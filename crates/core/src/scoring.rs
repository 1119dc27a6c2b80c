//! Tier scoring model and bottleneck classification.
//!
//! GPU and CPU tiers share one score table so that a flagship CPU and a
//! flagship GPU contribute equally before workload weighting.

use serde::{Deserialize, Serialize};

/// Score for any tier string the table does not recognise.
pub const DEFAULT_TIER_SCORE: u32 = 50;

/// A component is the bottleneck when its score is below this fraction of the other's.
pub const BOTTLENECK_RATIO: f64 = 0.8;

/// Discrete capability bucket for a GPU or CPU.
#[derive(Debug, Clone, Copy, PartialEq, Eq, Hash, Serialize, Deserialize)]
#[serde(rename_all = "kebab-case")]
pub enum Tier {
    Flagship,
    HighEnd,
    MidHigh,
    Mid,
    Budget,
}

impl Tier {
    /// All tiers, strongest first.
    pub const ALL: [Tier; 5] = [
        Tier::Flagship,
        Tier::HighEnd,
        Tier::MidHigh,
        Tier::Mid,
        Tier::Budget,
    ];

    /// Parse a catalog tier string (`flagship`, `high-end`, ...), ignoring ASCII case.
    pub fn parse(s: &str) -> Option<Self> {
        let s = s.trim();
        Self::ALL
            .into_iter()
            .find(|tier| tier.as_str().eq_ignore_ascii_case(s))
    }

    pub fn as_str(self) -> &'static str {
        match self {
            Self::Flagship => "flagship",
            Self::HighEnd => "high-end",
            Self::MidHigh => "mid-high",
            Self::Mid => "mid",
            Self::Budget => "budget",
        }
    }

    pub fn score(self) -> u32 {
        match self {
            Self::Flagship => 100,
            Self::HighEnd => 85,
            Self::MidHigh => 70,
            Self::Mid => 55,
            Self::Budget => 40,
        }
    }
}

/// Map a tier string to a capability score in `[0, 100]`.
///
/// Total: unknown tiers score [`DEFAULT_TIER_SCORE`].
pub fn score(tier: &str) -> u32 {
    Tier::parse(tier).map_or(DEFAULT_TIER_SCORE, Tier::score)
}

/// The inferred performance-limiting component.
///
/// `Unknown` is only produced for empirical samples that carry no recorded
/// classification; the heuristic always yields one of the other three.
#[derive(Debug, Clone, Copy, PartialEq, Eq, Hash, Serialize, Deserialize)]
#[serde(rename_all = "lowercase")]
pub enum Bottleneck {
    Gpu,
    Cpu,
    Balanced,
    Unknown,
}

impl Bottleneck {
    pub fn as_str(self) -> &'static str {
        match self {
            Self::Gpu => "gpu",
            Self::Cpu => "cpu",
            Self::Balanced => "balanced",
            Self::Unknown => "unknown",
        }
    }

    /// Parse a stored classification. `unknown` is never stored, so it does not parse.
    pub fn parse_recorded(s: &str) -> Option<Self> {
        match s.trim().to_ascii_lowercase().as_str() {
            "gpu" => Some(Self::Gpu),
            "cpu" => Some(Self::Cpu),
            "balanced" => Some(Self::Balanced),
            _ => None,
        }
    }
}

/// Tier-ratio bottleneck test. Not workload-aware.
pub fn classify_bottleneck(gpu_score: u32, cpu_score: u32) -> Bottleneck {
    let gpu = f64::from(gpu_score);
    let cpu = f64::from(cpu_score);
    if gpu < cpu * BOTTLENECK_RATIO {
        Bottleneck::Gpu
    } else if cpu < gpu * BOTTLENECK_RATIO {
        Bottleneck::Cpu
    } else {
        Bottleneck::Balanced
    }
}
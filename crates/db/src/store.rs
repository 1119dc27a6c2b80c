//! PostgreSQL implementations of the engine's storage traits.
//!
//! Every `sqlx::Error` surfaces as [`CoreError::StoreUnavailable`]; the
//! engine never sees driver types.

use async_trait::async_trait;
use framerate_core::benchmark::{
    BenchmarkKey, BenchmarkSample, CreateBenchmark, NewBenchmark, NewObservation, Observation,
    PerformanceStat,
};
use framerate_core::catalog::{ComponentKind, ComponentRef, GameProfile, HardwareKind, RamKit};
use framerate_core::error::CoreError;
use framerate_core::store::{BenchmarkStore, ComponentCatalog};

use crate::repositories::{BenchmarkRepo, GameRepo, HardwareRepo, ObservationRepo, RamRepo};
use crate::DbPool;

fn unavailable(err: sqlx::Error) -> CoreError {
    tracing::error!(error = %err, "Database query failed");
    CoreError::StoreUnavailable(err.to_string())
}

/// Catalog reads backed by the reference tables.
#[derive(Debug, Clone)]
pub struct PgCatalog {
    pool: DbPool,
}

impl PgCatalog {
    pub fn new(pool: DbPool) -> Self {
        Self { pool }
    }
}

#[async_trait]
impl ComponentCatalog for PgCatalog {
    async fn find_hardware(
        &self,
        kind: HardwareKind,
        id: &str,
    ) -> Result<Option<ComponentRef>, CoreError> {
        let row = HardwareRepo::find_by_id(&self.pool, kind, id)
            .await
            .map_err(unavailable)?;
        Ok(row.map(Into::into))
    }

    async fn find_game(&self, id: &str) -> Result<Option<GameProfile>, CoreError> {
        let row = GameRepo::find_by_id(&self.pool, id)
            .await
            .map_err(unavailable)?;
        Ok(row.map(Into::into))
    }

    async fn find_ram(&self, id: &str) -> Result<Option<RamKit>, CoreError> {
        let row = RamRepo::find_by_id(&self.pool, id)
            .await
            .map_err(unavailable)?;
        Ok(row.map(Into::into))
    }

    async fn list_hardware(&self, kind: HardwareKind) -> Result<Vec<ComponentRef>, CoreError> {
        let rows = HardwareRepo::list(&self.pool, kind)
            .await
            .map_err(unavailable)?;
        Ok(rows.into_iter().map(Into::into).collect())
    }

    async fn list_games(&self) -> Result<Vec<GameProfile>, CoreError> {
        let rows = GameRepo::list(&self.pool).await.map_err(unavailable)?;
        Ok(rows.into_iter().map(Into::into).collect())
    }

    async fn list_ram(&self) -> Result<Vec<RamKit>, CoreError> {
        let rows = RamRepo::list(&self.pool).await.map_err(unavailable)?;
        Ok(rows.into_iter().map(Into::into).collect())
    }
}

/// Benchmarks and observations backed by PostgreSQL.
#[derive(Debug, Clone)]
pub struct PgBenchmarkStore {
    pool: DbPool,
}

impl PgBenchmarkStore {
    pub fn new(pool: DbPool) -> Self {
        Self { pool }
    }
}

#[async_trait]
impl BenchmarkStore for PgBenchmarkStore {
    async fn find_benchmark(
        &self,
        key: &BenchmarkKey,
    ) -> Result<Option<BenchmarkSample>, CoreError> {
        BenchmarkRepo::find_by_key(&self.pool, key)
            .await
            .map_err(unavailable)?
            .map(BenchmarkSample::try_from)
            .transpose()
    }

    async fn create_benchmark(&self, input: &NewBenchmark) -> Result<CreateBenchmark, CoreError> {
        match BenchmarkRepo::create_if_absent(&self.pool, input)
            .await
            .map_err(unavailable)?
        {
            Some(row) => Ok(CreateBenchmark::Created(row.try_into()?)),
            None => Ok(CreateBenchmark::AlreadyExists),
        }
    }

    async fn attach_observation(&self, input: &NewObservation) -> Result<Observation, CoreError> {
        match ObservationRepo::insert(&self.pool, input).await {
            Ok(row) => Ok(row.into()),
            Err(sqlx::Error::Database(db)) if db.is_foreign_key_violation() => {
                Err(CoreError::NotFound {
                    entity: "benchmark",
                    id: input.benchmark_id.to_string(),
                })
            }
            Err(e) => Err(unavailable(e)),
        }
    }

    async fn recent_benchmarks(
        &self,
        kind: ComponentKind,
        id: &str,
        limit: i64,
    ) -> Result<Vec<BenchmarkSample>, CoreError> {
        BenchmarkRepo::list_recent_for(&self.pool, kind, id, limit)
            .await
            .map_err(unavailable)?
            .into_iter()
            .map(BenchmarkSample::try_from)
            .collect()
    }

    async fn performance_stats(&self) -> Result<Vec<PerformanceStat>, CoreError> {
        let rows = BenchmarkRepo::performance_stats(&self.pool)
            .await
            .map_err(unavailable)?;
        Ok(rows.into_iter().map(Into::into).collect())
    }
}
◇ ◇ ◇ ◇
DIRECTIONS FOR THIS TASK: Within the records above, determine the number of lines that hold the word "BenchmarkSample" and return only that value.

OUTPUT OF THE EXERCISE: 5